-- Stored data follows --
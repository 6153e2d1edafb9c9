//! Strongly-typed identifiers for domain entities
//!
//! Using newtype wrappers around UUIDs provides type safety and prevents
//! accidental mixing of different identifier types (a `SupplyId` can never
//! be passed where a `CustomerId` is expected).

use serde::{Deserialize, Serialize};
use std::fmt;
use std::str::FromStr;
use uuid::Uuid;

macro_rules! define_id {
    ($name:ident, $prefix:literal) => {
        #[derive(Debug, Clone, Copy, PartialEq, Eq, Hash, PartialOrd, Ord, Serialize, Deserialize)]
        #[serde(transparent)]
        pub struct $name(Uuid);

        impl $name {
            /// Creates a new random identifier
            pub fn new() -> Self {
                Self(Uuid::new_v4())
            }

            /// Creates a new time-ordered identifier (v7)
            pub fn new_v7() -> Self {
                Self(Uuid::now_v7())
            }

            /// Creates from an existing UUID
            pub fn from_uuid(uuid: Uuid) -> Self {
                Self(uuid)
            }

            /// Returns the underlying UUID
            pub fn as_uuid(&self) -> &Uuid {
                &self.0
            }

            /// Returns the identifier prefix for display
            pub fn prefix() -> &'static str {
                $prefix
            }
        }

        impl Default for $name {
            fn default() -> Self {
                Self::new()
            }
        }

        impl fmt::Display for $name {
            fn fmt(&self, f: &mut fmt::Formatter<'_>) -> fmt::Result {
                write!(f, "{}-{}", $prefix, self.0)
            }
        }

        impl FromStr for $name {
            type Err = uuid::Error;

            fn from_str(s: &str) -> Result<Self, Self::Err> {
                // Strip prefix if present
                let uuid_str = s.strip_prefix(concat!($prefix, "-")).unwrap_or(s);
                Ok(Self(Uuid::parse_str(uuid_str)?))
            }
        }

        impl From<Uuid> for $name {
            fn from(uuid: Uuid) -> Self {
                Self(uuid)
            }
        }

        impl From<$name> for Uuid {
            fn from(id: $name) -> Uuid {
                id.0
            }
        }
    };
}

// Directory domain
define_id!(CustomerId, "CUS");

// Ledger domain
define_id!(SupplyId, "SUP");
//! Application layer for herd
//!
//! This crate contains use cases, port definitions, the instance registry,
//! and application configuration. It depends only on the domain layer.

pub mod config;
pub mod ports;
pub mod registry;
pub mod use_cases;

// Re-export commonly used types
pub use config::{CleanupPolicy, RoutingConfig};
pub use ports::{
    backend::{
        BackendClient, BackendConnector, BackendError, BackendSession, ModelInfo, ProviderInfo,
    },
    delivery::{DeliveryError, DeliveryOutcome, MessageDelivery, NoDelivery},
    event_journal::{EventJournal, JournalEntry, NoEventJournal},
    event_sink::EventSink,
    notice_formatter::NoticeFormatter,
    user_store::{MemoryUserStore, StoreError, UserStateStore},
};
pub use registry::{InstanceRegistry, RegisteredInstance};
pub use use_cases::cleanup::{CleanupReport, CleanupSweep};
pub use use_cases::correlation::SessionCorrelator;
pub use use_cases::delta_assembler::DeltaAssembler;
pub use use_cases::route_event::{EventRouter, RouteOutcome};
pub use use_cases::user_sessions::{UserSessionError, UserSessionService};
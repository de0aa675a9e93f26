//! OpenCode backend adapter.
//!
//! - [`client`]: request/response API ([`OpenCodeClient`])
//! - [`event_stream`]: the `GET /event` subscription with reconnect
//! - [`protocol`]: request bodies and stream line framing

pub mod client;
pub mod event_stream;
pub mod protocol;

pub use client::{OpenCodeClient, OpenCodeConnector};
pub use event_stream::{EventStreamClient, EventStreamConfig, StreamError};
//! Configuration file loading for herd
//!
//! This module handles file I/O and merging of configuration from multiple sources.
//! The priority order (highest to lowest):
//!
//! 1. `HERD_*` environment variables
//! 2. `--config <path>` specified file
//! 3. Project root: `./herd.toml` or `./.herd.toml`
//! 4. XDG config: `$XDG_CONFIG_HOME/herd/config.toml`
//! 5. Default values

mod file_config;
mod loader;

pub use file_config::{
    ConfigValidationError, FileBackendConfig, FileCleanupConfig, FileConfig, FileDeliveryConfig,
    FileInstanceConfig, FileLoggingConfig, FileProjectsConfig, FileStreamConfig,
};
pub use loader::{ALLOWED_ROOTS_VAR, ConfigLoader, UNRESTRICTED_VAR};
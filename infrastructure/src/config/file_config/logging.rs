//! Log output configuration from TOML (`[logging]` section)

use serde::{Deserialize, Serialize};
use std::path::PathBuf;

#[derive(Debug, Clone, Default, PartialEq, Eq, Serialize, Deserialize)]
#[serde(default)]
pub struct FileLoggingConfig {
    /// Directory for daily-rotated log files; stderr only when unset
    pub directory: Option<PathBuf>,
    /// Path of the JSONL event journal; disabled when unset
    pub journal: Option<PathBuf>,
}
//! Backend event stream vocabulary.
//!
//! [`entities::BackendEvent`] is the tagged union every stream frame is
//! parsed into; the session identifier is resolved once during parsing.

pub mod entities;
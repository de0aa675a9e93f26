//! Application-level configuration.
//!
//! This module provides configuration types that control how use cases behave:
//! when buffered text is flushed, how long outbound messages may be, and how
//! long idle sessions are kept.

use std::time::Duration;

/// Delivery behavior of the event router.
#[derive(Debug, Clone, Copy, PartialEq, Eq)]
pub struct RoutingConfig {
    /// Buffered assistant text at or above this many characters is flushed
    /// without waiting for the completion signal.
    pub chunk_threshold: usize,
    /// Ceiling for one outbound message, in characters.
    pub max_message_length: usize,
}

impl Default for RoutingConfig {
    fn default() -> Self {
        Self {
            chunk_threshold: 3000,
            max_message_length: 4000,
        }
    }
}

/// Retention policy of the cleanup sweep.
#[derive(Debug, Clone, Copy, PartialEq, Eq)]
pub struct CleanupPolicy {
    /// How often the sweep runs.
    pub interval: Duration,
    /// Sessions idle for longer than this are forgotten.
    pub max_session_age: Duration,
}

impl CleanupPolicy {
    pub fn from_hours(interval_secs: u64, max_session_age_hours: u64) -> Self {
        Self {
            interval: Duration::from_secs(interval_secs),
            max_session_age: Duration::from_secs(max_session_age_hours * 3600),
        }
    }
}

impl Default for CleanupPolicy {
    fn default() -> Self {
        Self::from_hours(3600, 168)
    }
}
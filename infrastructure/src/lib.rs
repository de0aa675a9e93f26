//! Infrastructure layer for herd
//!
//! This crate contains adapters that implement the ports defined
//! in the application layer: the OpenCode HTTP client and event stream,
//! local process discovery and launching, configuration loading and
//! the event journal.

pub mod config;
pub mod logging;
pub mod opencode;
pub mod process;
pub mod supervisor;

// Re-export commonly used types
pub use config::{
    ConfigLoader, ConfigValidationError, FileBackendConfig, FileCleanupConfig, FileConfig,
    FileDeliveryConfig, FileInstanceConfig, FileLoggingConfig, FileProjectsConfig,
    FileStreamConfig,
};
pub use logging::JsonlEventJournal;
pub use opencode::{
    EventStreamClient, EventStreamConfig, OpenCodeClient, OpenCodeConnector, StreamError,
};
pub use process::{
    DiscoveryError, InstanceLauncher, LaunchError, LaunchSignature, LauncherConfig, PathGuard,
    ProcessDiscoverer, SystemProcessEnumerator,
};
pub use supervisor::Supervisor;
//! Event stream client for one instance.
//!
//! Holds a long-lived `GET /event` connection, decodes the body as
//! server-sent events, parses each frame's data and hands every typed event
//! to the [`EventSink`] together with the instance id.
//!
//! # Reconnection
//!
//! Whenever the stream ends (clean close, I/O error, non-2xx, connect
//! timeout), the client sleeps for a fixed delay and reconnects. It never
//! gives up on its own; only the cancellation token stops it. Cancellation
//! aborts an in-flight read or sleep immediately.

use super::protocol::{DIRECTORY_PARAM, parse_frame};
use eventsource_stream::{EventStreamError, Eventsource};
use futures::StreamExt;
use herd_application::EventSink;
use herd_domain::{BackendEvent, Instance, InstanceId, preview};
use reqwest::header::ACCEPT;
use std::path::PathBuf;
use std::sync::Arc;
use std::time::Duration;
use thiserror::Error;
use tokio_util::sync::CancellationToken;
use tracing::{debug, info, trace, warn};

/// Why one connection ended. Never escapes [`EventStreamClient::run`].
#[derive(Error, Debug)]
pub enum StreamError {
    #[error("connect timed out after {0:?}")]
    ConnectTimeout(Duration),

    #[error("event endpoint returned HTTP {0}")]
    Status(u16),

    #[error(transparent)]
    Http(#[from] reqwest::Error),

    #[error("malformed event stream: {0}")]
    Framing(String),
}

impl From<EventStreamError<reqwest::Error>> for StreamError {
    fn from(err: EventStreamError<reqwest::Error>) -> Self {
        match err {
            EventStreamError::Transport(e) => StreamError::Http(e),
            other => StreamError::Framing(other.to_string()),
        }
    }
}

#[derive(Debug, Clone, Copy, PartialEq, Eq)]
pub struct EventStreamConfig {
    pub reconnect_delay: Duration,
    pub connect_timeout: Duration,
}

impl Default for EventStreamConfig {
    fn default() -> Self {
        Self {
            reconnect_delay: Duration::from_secs(2),
            connect_timeout: Duration::from_secs(10),
        }
    }
}

pub struct EventStreamClient {
    http: reqwest::Client,
    instance_id: InstanceId,
    url: String,
    directory: PathBuf,
    sink: Arc<dyn EventSink>,
    config: EventStreamConfig,
}

impl EventStreamClient {
    pub fn new(
        instance: &Instance,
        sink: Arc<dyn EventSink>,
        config: EventStreamConfig,
    ) -> Result<Self, StreamError> {
        let http = reqwest::Client::builder()
            .connect_timeout(config.connect_timeout)
            .build()?;
        Ok(Self {
            http,
            instance_id: instance.id.clone(),
            url: format!("{}/event", instance.base_url.trim_end_matches('/')),
            directory: instance.working_directory.clone(),
            sink,
            config,
        })
    }

    pub fn instance_id(&self) -> &InstanceId {
        &self.instance_id
    }

    /// Read, reconnecting forever, until `cancellation` fires.
    pub async fn run(self, cancellation: CancellationToken) {
        let mut connections: u64 = 0;
        loop {
            connections += 1;
            let result = tokio::select! {
                biased;
                _ = cancellation.cancelled() => break,
                result = self.read_once(connections) => result,
            };

            match result {
                Ok(()) => warn!("Event stream for {} closed by backend", self.instance_id),
                Err(e) => warn!("Event stream for {} dropped: {}", self.instance_id, e),
            }

            debug!(
                "Reconnecting to {} in {:?}",
                self.instance_id, self.config.reconnect_delay
            );
            tokio::select! {
                biased;
                _ = cancellation.cancelled() => break,
                _ = tokio::time::sleep(self.config.reconnect_delay) => {}
            }
        }
        info!("Event stream for {} stopped", self.instance_id);
    }

    /// One connection: connect, then read frames until the body ends.
    async fn read_once(&self, connection: u64) -> Result<(), StreamError> {
        let request = self
            .http
            .get(&self.url)
            .query(&[(DIRECTORY_PARAM, self.directory.to_string_lossy())])
            .header(ACCEPT, "text/event-stream")
            .send();
        let response = tokio::time::timeout(self.config.connect_timeout, request)
            .await
            .map_err(|_| StreamError::ConnectTimeout(self.config.connect_timeout))??;

        let status = response.status();
        if !status.is_success() {
            return Err(StreamError::Status(status.as_u16()));
        }
        if connection == 1 {
            info!("Subscribed to events of {}", self.instance_id);
        } else {
            info!(
                "Resubscribed to events of {} (connection {})",
                self.instance_id, connection
            );
        }

        let mut frames = response.bytes_stream().eventsource();
        while let Some(frame) = frames.next().await {
            self.dispatch(&frame?.data).await;
        }
        Ok(())
    }

    async fn dispatch(&self, data: &str) {
        let Some(frame) = parse_frame(data) else {
            return;
        };
        match BackendEvent::from_frame(&frame) {
            Some(event) => {
                trace!("{} <- {}", self.instance_id, event.event_type());
                self.sink.on_event(&self.instance_id, event).await;
            }
            None => trace!(
                "Discarding untyped frame from {}: {}",
                self.instance_id,
                preview(data, 120)
            ),
        }
    }
}

#[cfg(test)]
mod tests {
    use super::*;
    use async_trait::async_trait;
    use herd_domain::InstanceOrigin;
    use std::time::Instant;
    use tokio::io::{AsyncReadExt, AsyncWriteExt};
    use tokio::net::{TcpListener, TcpStream};
    use tokio::sync::mpsc;

    // ==================== Test Mocks ====================

    struct ChannelSink {
        tx: mpsc::UnboundedSender<(InstanceId, String)>,
    }

    #[async_trait]
    impl EventSink for ChannelSink {
        async fn on_event(&self, instance_id: &InstanceId, event: BackendEvent) {
            let _ = self
                .tx
                .send((instance_id.clone(), event.event_type().to_string()));
        }
    }

    const HEADERS: &[u8] =
        b"HTTP/1.1 200 OK\r\ncontent-type: text/event-stream\r\nconnection: close\r\n\r\n";

    async fn accept_request(listener: &TcpListener) -> TcpStream {
        let (mut socket, _) = listener.accept().await.unwrap();
        let mut buf = [0u8; 4096];
        let mut request = Vec::new();
        while !request.windows(4).any(|w| w == b"\r\n\r\n") {
            let n = socket.read(&mut buf).await.unwrap();
            assert!(n > 0, "client closed before sending a request");
            request.extend_from_slice(&buf[..n]);
        }
        let request = String::from_utf8_lossy(&request);
        assert!(request.starts_with("GET /event?directory="));
        assert!(request.to_ascii_lowercase().contains("accept: text/event-stream"));
        socket
    }

    fn instance(port: u16) -> Instance {
        Instance::derived(
            Instance::local_url("127.0.0.1", port),
            "/home/dev/app",
            InstanceOrigin::Discovered,
        )
    }

    #[tokio::test]
    async fn test_reconnects_after_delay_and_keeps_instance_id() {
        let listener = TcpListener::bind("127.0.0.1:0").await.unwrap();
        let port = listener.local_addr().unwrap().port();
        let delay = Duration::from_millis(300);

        let (tx, mut rx) = mpsc::unbounded_channel();
        let client = EventStreamClient::new(
            &instance(port),
            Arc::new(ChannelSink { tx }),
            EventStreamConfig {
                reconnect_delay: delay,
                connect_timeout: Duration::from_secs(5),
            },
        )
        .unwrap();
        let token = CancellationToken::new();
        let task = tokio::spawn(client.run(token.clone()));

        // First connection: a bare frame, an enveloped frame, then disconnect.
        let mut socket = accept_request(&listener).await;
        socket.write_all(HEADERS).await.unwrap();
        socket
            .write_all(b"data: {\"type\":\"server.connected\",\"properties\":{}}\n\n")
            .await
            .unwrap();
        socket
            .write_all(
                b"data: {\"directory\":\"/home/dev/app\",\"payload\":{\"type\":\"session.status\",\
                  \"properties\":{\"sessionID\":\"ses_1\",\"status\":{\"type\":\"busy\"}}}}\n\n",
            )
            .await
            .unwrap();
        socket.flush().await.unwrap();

        let first = rx.recv().await.unwrap();
        let second = rx.recv().await.unwrap();
        assert_eq!(first.1, "server.connected");
        assert_eq!(second.1, "session.status");

        drop(socket);
        let disconnected = Instant::now();

        // Second connection arrives after roughly the fixed delay.
        let mut socket = accept_request(&listener).await;
        let waited = disconnected.elapsed();
        assert!(waited >= delay - Duration::from_millis(50), "{waited:?}");
        assert!(waited < delay + Duration::from_secs(2), "{waited:?}");

        socket.write_all(HEADERS).await.unwrap();
        socket
            .write_all(b"data: {\"type\":\"todo.updated\",\"properties\":{\"sessionID\":\"ses_1\",\"todos\":[]}}\n\n")
            .await
            .unwrap();
        socket.flush().await.unwrap();

        let third = rx.recv().await.unwrap();
        assert_eq!(third.1, "todo.updated");
        assert_eq!(third.0, first.0);
        assert_eq!(third.0.as_str(), "auto-app");

        token.cancel();
        tokio::time::timeout(Duration::from_secs(2), task)
            .await
            .unwrap()
            .unwrap();
    }

    #[tokio::test]
    async fn test_untyped_frames_are_discarded() {
        let listener = TcpListener::bind("127.0.0.1:0").await.unwrap();
        let port = listener.local_addr().unwrap().port();
        let (tx, mut rx) = mpsc::unbounded_channel();
        let client = EventStreamClient::new(
            &instance(port),
            Arc::new(ChannelSink { tx }),
            EventStreamConfig::default(),
        )
        .unwrap();
        let token = CancellationToken::new();
        let task = tokio::spawn(client.run(token.clone()));

        let mut socket = accept_request(&listener).await;
        socket.write_all(HEADERS).await.unwrap();
        socket
            .write_all(b": ping\n\ndata: {\"properties\":{}}\n\ndata: [1,2]\n\ndata: {\"type\":\"session.idle\",\"properties\":{\"sessionID\":\"s\"}}\n\n")
            .await
            .unwrap();
        socket.flush().await.unwrap();

        let (_, event_type) = rx.recv().await.unwrap();
        assert_eq!(event_type, "session.idle");
        assert!(rx.try_recv().is_err());

        token.cancel();
        tokio::time::timeout(Duration::from_secs(2), task)
            .await
            .unwrap()
            .unwrap();
    }

    #[tokio::test]
    async fn test_frame_split_across_writes_with_crlf_and_event_field() {
        let listener = TcpListener::bind("127.0.0.1:0").await.unwrap();
        let port = listener.local_addr().unwrap().port();
        let (tx, mut rx) = mpsc::unbounded_channel();
        let client = EventStreamClient::new(
            &instance(port),
            Arc::new(ChannelSink { tx }),
            EventStreamConfig::default(),
        )
        .unwrap();
        let token = CancellationToken::new();
        let task = tokio::spawn(client.run(token.clone()));

        let mut socket = accept_request(&listener).await;
        socket.write_all(HEADERS).await.unwrap();
        socket
            .write_all(b"event: message\r\nid: 7\r\ndata: {\"type\":\"session")
            .await
            .unwrap();
        socket.flush().await.unwrap();
        tokio::time::sleep(Duration::from_millis(50)).await;
        socket
            .write_all(b".idle\",\"properties\":{\"sessionID\":\"s\"}}\r\n\r\n")
            .await
            .unwrap();
        socket.flush().await.unwrap();

        let (_, event_type) = rx.recv().await.unwrap();
        assert_eq!(event_type, "session.idle");

        token.cancel();
        tokio::time::timeout(Duration::from_secs(2), task)
            .await
            .unwrap()
            .unwrap();
    }

    #[tokio::test]
    async fn test_cancellation_during_reconnect_delay() {
        // Nothing listens on the port: every connect fails and the client
        // sits in its reconnect delay.
        let listener = TcpListener::bind("127.0.0.1:0").await.unwrap();
        let port = listener.local_addr().unwrap().port();
        drop(listener);

        let (tx, _rx) = mpsc::unbounded_channel();
        let client = EventStreamClient::new(
            &instance(port),
            Arc::new(ChannelSink { tx }),
            EventStreamConfig {
                reconnect_delay: Duration::from_secs(60),
                connect_timeout: Duration::from_secs(1),
            },
        )
        .unwrap();
        let token = CancellationToken::new();
        let task = tokio::spawn(client.run(token.clone()));

        tokio::time::sleep(Duration::from_millis(200)).await;
        token.cancel();
        tokio::time::timeout(Duration::from_secs(2), task)
            .await
            .unwrap()
            .unwrap();
    }
}
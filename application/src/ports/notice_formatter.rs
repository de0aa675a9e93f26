//! Notice formatting port
//!
//! Turns non-text events into user-facing text. Implementations live in the
//! presentation layer.

use herd_domain::{InstanceId, PermissionRequest, SessionFailure, TodoUpdate};

pub trait NoticeFormatter: Send + Sync {
    /// Prompt asking the user to allow or deny a tool permission.
    fn permission(&self, instance_id: &InstanceId, request: &PermissionRequest) -> String;

    /// Progress summary of the session's todo list.
    fn todos(&self, update: &TodoUpdate) -> String;

    /// The backend's error text verbatim, plus guidance.
    fn session_error(&self, failure: &SessionFailure) -> String;
}
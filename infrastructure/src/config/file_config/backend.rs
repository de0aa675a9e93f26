//! Backend process configuration from TOML (`[backend]` section)

use serde::{Deserialize, Serialize};
use std::time::Duration;

/// How backend instances are launched, probed and talked to.
#[derive(Debug, Clone, PartialEq, Eq, Serialize, Deserialize)]
#[serde(default)]
pub struct FileBackendConfig {
    /// Executable name or path of the backend server
    pub command: String,
    /// Arguments placed before `--hostname`/`--port`
    pub args: Vec<String>,
    /// Interface launched instances bind to
    pub hostname: String,
    /// Port a discovered process listens on when its command line names none
    pub default_port: u16,
    /// First port probed for launched instances; above the range used by
    /// pre-configured instances
    pub launch_base_port: u16,
    /// Consecutive ports probed before giving up
    pub port_probe_attempts: u16,
    /// Delay between health probes while waiting for a launch
    pub health_interval_ms: u64,
    /// Health probes before a launch times out
    pub health_retries: u32,
    /// Timeout of one backend API request
    pub request_timeout_secs: u64,
}

impl Default for FileBackendConfig {
    fn default() -> Self {
        Self {
            command: "opencode".to_string(),
            args: vec!["serve".to_string()],
            hostname: "127.0.0.1".to_string(),
            default_port: 4096,
            launch_base_port: 4100,
            port_probe_attempts: 50,
            health_interval_ms: 500,
            health_retries: 40,
            request_timeout_secs: 30,
        }
    }
}

impl FileBackendConfig {
    pub fn health_interval(&self) -> Duration {
        Duration::from_millis(self.health_interval_ms)
    }

    pub fn request_timeout(&self) -> Duration {
        Duration::from_secs(self.request_timeout_secs)
    }
}

#[cfg(test)]
mod tests {
    use super::*;

    #[test]
    fn test_backend_partial_override() {
        let toml_str = r#"
[backend]
command = "/opt/opencode/bin/opencode"
launch_base_port = 5000
"#;
        let config: super::super::FileConfig = toml::from_str(toml_str).unwrap();
        assert_eq!(config.backend.command, "/opt/opencode/bin/opencode");
        assert_eq!(config.backend.launch_base_port, 5000);
        assert_eq!(config.backend.args, vec!["serve".to_string()]);
        assert_eq!(config.backend.health_interval(), Duration::from_millis(500));
    }
}
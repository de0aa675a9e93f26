//! Port for the structured event journal.
//!
//! Defines the [`EventJournal`] trait for recording what the router did with
//! every event (instance, kind, session, resolved user, outcome).
//!
//! This is separate from `tracing`-based operation logs: tracing handles
//! human-readable diagnostics, while this port captures a machine-readable
//! routing record (JSONL).

use serde_json::Value;

/// One journal entry.
///
/// Each entry has a type string and a JSON payload; the adapter stamps the
/// UTC timestamp when it writes.
pub struct JournalEntry {
    /// Entry type identifier (e.g., "event_routed", "instance_registered").
    pub entry_type: &'static str,
    /// JSON payload with entry-specific data.
    pub payload: Value,
}

impl JournalEntry {
    pub fn new(entry_type: &'static str, payload: Value) -> Self {
        Self {
            entry_type,
            payload,
        }
    }
}

/// Port for recording journal entries.
///
/// `record` is synchronous and non-fallible so it never disrupts routing;
/// write failures are ignored by the adapter.
pub trait EventJournal: Send + Sync {
    fn record(&self, entry: JournalEntry);
}

/// No-op implementation for tests and when the journal is disabled.
pub struct NoEventJournal;

impl EventJournal for NoEventJournal {
    fn record(&self, _entry: JournalEntry) {}
}
//! Port definitions (interfaces for external adapters)
//!
//! Ports define the contracts that infrastructure adapters must implement.

pub mod backend;
pub mod delivery;
pub mod event_journal;
pub mod event_sink;
pub mod notice_formatter;
pub mod user_store;
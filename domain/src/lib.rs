//! Domain layer for herd
//!
//! This crate contains the entities and pure logic of the supervisor.
//! It has no dependencies on infrastructure or presentation concerns.
//!
//! # Core Concepts
//!
//! - **Instance**: one backend agent server bound to a project directory and a port
//! - **Session**: a conversation created on one instance, owned by one user
//! - **UserState**: a user's sessions plus the current selection
//! - **BackendEvent**: a parsed event-stream frame, with its session id resolved
//! - **Chunking**: splitting outbound text under a transport size limit

pub mod core;
pub mod event;
pub mod instance;
pub mod project;
pub mod session;
pub mod text;

// Re-export commonly used types
pub use self::core::{
    error::DomainError,
    string::{preview, truncate},
};
pub use event::entities::{
    BackendEvent, MessageRole, MessageUpdate, PartKind, PartUpdate, PermissionRequest,
    SessionActivity, SessionFailure, StatusUpdate, TodoItem, TodoUpdate,
};
pub use instance::entities::{DERIVED_ID_PREFIX, Instance, InstanceId, InstanceOrigin};
pub use project::policy::{PROJECT_MARKERS, PathValidationError, ProjectPolicy};
pub use session::entities::{Session, USER_KEY_PREFIX, UserState};
pub use text::chunker::{PARAGRAPH_SEPARATOR, chunk};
-- Stored data concluded --
■ What is being asked ■
The answer must consist of each line from the entries that contains the string "ConfigValidationError".

■ Solved exercise ■
    ConfigValidationError, FileBackendConfig, FileCleanupConfig, FileConfig, FileDeliveryConfig,
    ConfigLoader, ConfigValidationError, FileBackendConfig, FileCleanupConfig, FileConfig,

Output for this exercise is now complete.